In my last blog, the last of the year 2024, I wrote of my decision to call a halt to my travels to China. In many ways this represented a momentous step, because it brought with it the recognition of an ending, with an acceptance that I felt that I was now physically too frail to travel, even though, as my children insist, luckily I am apparently not yet too frail of mind. In fact quite the reverse. My mind seems to be more active than ever, ferreting away at new thoughts as it always has done.
And the new thought with which I woke at three this morning with it fully-formed is that it was time that I wrote about the importance of acknowledging that the five element legacy I inherited from my apprenticeship with JR Worsley was to be seen as forming part, not of a fixed, immutable tradition, to be adhered to in every one of its aspects, but of a living, evolving tradition of which each five element acupuncturist forms part and to which each contributes in their own way. The five-element tree has a large trunk with its roots embedded deep in the Chinese past, and with branches spreading over generations of acupuncturists in the millennia since then. Each of us current five element acupuncturists is then a bud on one of these branches.
This is therefore a living and hence evolving tradition. And no tradition, whether in the world of healing or elsewhere, can survive unless it has fresh life breathed into it. During my own training I was myself witness to how the tradition I was inheriting from JR Worsley was in the process of changing, with two very clear examples of this taking place before my eyes during my training.
The first example occurred during my final undergraduate year when we started treating our own patients under supervision. My patient, who my supervisor confirmed was a Fire patient (Outer Fire, V/VI), had the following pulse picture: weak Fire V/VI pulses, stronger Wood VII/VIII pulses, weak Metal pulses IX/X, stronger Earth pulses XI/XII. I was told to tonify both Earth and Metal, using the following points (VI3, V9 and X11, IX3) in the same treatment. There was no discussion at all about whether I should only be treating Fire. In other words, it was then accepted practice in JR’s college that we should take from whatever element was stronger to treat the weaker element, rather than only treating the dominant element, in this case Fire.
Very soon the practice of treating off the dominant element was discontinued, and in all the years of my observing patients with JR he never recommended treating anything but this element (except, of course, for specific treatments for clearing different energy blocks).
The second example comes from my searching in the famous Red Book, JR’s Traditional Chinese Acupuncture, Volume 1: Meridians and Points, for the points called Dragons which I needed to learn to clear what we call possession. Three series of points are listed, one for External Dragons and two for Internal Dragons. Again, in all the years of observing patients with JR the series of points listed for treating Internal Dragons in the Red Book for “Dragons with depression” was never taught to us or used. I always regretted that in the many years I sat in class listening to JR that I did not ask him when we should use the first of these two series of points, since he always chose the second ,“without depression”. Is the unused series of points merely a residue of the past which JR no longer thought was of value for us to learn in the world of today? If so, it is a subtle reminder that traditions have to evolve to survive.

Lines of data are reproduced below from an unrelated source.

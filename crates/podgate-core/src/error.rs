use thiserror::Error;

/// Stable error taxonomy exposed on the wire. Every [`GateError`] maps onto
/// exactly one kind; result codes and HTTP statuses are derived from it and
/// must never change between releases.
#[derive(Clone, Copy, Debug, PartialEq, Eq)]
pub enum ErrorKind {
    /// Malformed input. Never retried.
    Invalid,
    /// Requested entity does not exist. Caller decides.
    NotFound,
    /// Missing signature, permission, or ownership. Never retried.
    Unauthorized,
    /// Unique-index collision. Never retried.
    Duplicate,
    /// Storage fault. Retry at caller.
    Database,
    /// Programmer bug. Fatal; logged loudly.
    Human,
}

impl ErrorKind {
    /// Result code carried by check_tx/deliver_tx. Zero is success.
    pub fn code(self) -> u32 {
        match self {
            ErrorKind::Invalid => 400,
            ErrorKind::NotFound => 404,
            ErrorKind::Unauthorized => 403,
            ErrorKind::Duplicate => 409,
            ErrorKind::Database => 500,
            ErrorKind::Human => 500,
        }
    }

    /// HTTP status for read-side surfaces (admission webhook, queries).
    pub fn http_status(self) -> u16 {
        self.code() as u16
    }
}

#[derive(Debug, Error)]
pub enum GateError {
    // ── Transaction errors ───────────────────────────────────────────────────
    #[error("invalid nonce: expected {expected}, got {got}")]
    InvalidNonce { expected: u64, got: u64 },

    #[error("invalid signature")]
    InvalidSignature,

    #[error("transaction carries no signatures")]
    NoSignatures,

    #[error("unknown message route: {0}")]
    UnknownRoute(String),

    #[error("{0}")]
    Invalid(String),

    // ── Authorization ────────────────────────────────────────────────────────
    #[error("unauthorized: {0}")]
    Unauthorized(String),

    // ── Store / bucket errors ────────────────────────────────────────────────
    #[error("not found: {0}")]
    NotFound(String),

    #[error("duplicate: {0}")]
    Duplicate(String),

    #[error("storage error: {0}")]
    Storage(String),

    #[error("serialization error: {0}")]
    Serialization(String),

    // ── Programmer bugs ──────────────────────────────────────────────────────
    #[error("internal error: {0}")]
    Human(String),
}

impl GateError {
    pub fn kind(&self) -> ErrorKind {
        match self {
            GateError::InvalidNonce { .. }
            | GateError::InvalidSignature
            | GateError::NoSignatures
            | GateError::UnknownRoute(_)
            | GateError::Invalid(_)
            | GateError::Serialization(_) => ErrorKind::Invalid,
            GateError::Unauthorized(_) => ErrorKind::Unauthorized,
            GateError::NotFound(_) => ErrorKind::NotFound,
            GateError::Duplicate(_) => ErrorKind::Duplicate,
            GateError::Storage(_) => ErrorKind::Database,
            GateError::Human(_) => ErrorKind::Human,
        }
    }

    /// Wire result code for this error.
    pub fn code(&self) -> u32 {
        self.kind().code()
    }
}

This confirms to me the need to accept that through my own practice, I, too, have added a further bud to the great five-element tree, through my decision at the end of my postgraduate training with JR to start thinking of the controlling element as a guardian element, and giving it this name, initially just for myself. For did not JR always ask us to visualize how each of our patients would be if they lived their life in balance and harmony with their particular element? That made me think of this element as sheltering us and giving our life meaning – in other words acting as guardian to us.
And I remember that I was drawn to using this term because it so closely echoes the familiar phrase “guardian angel”.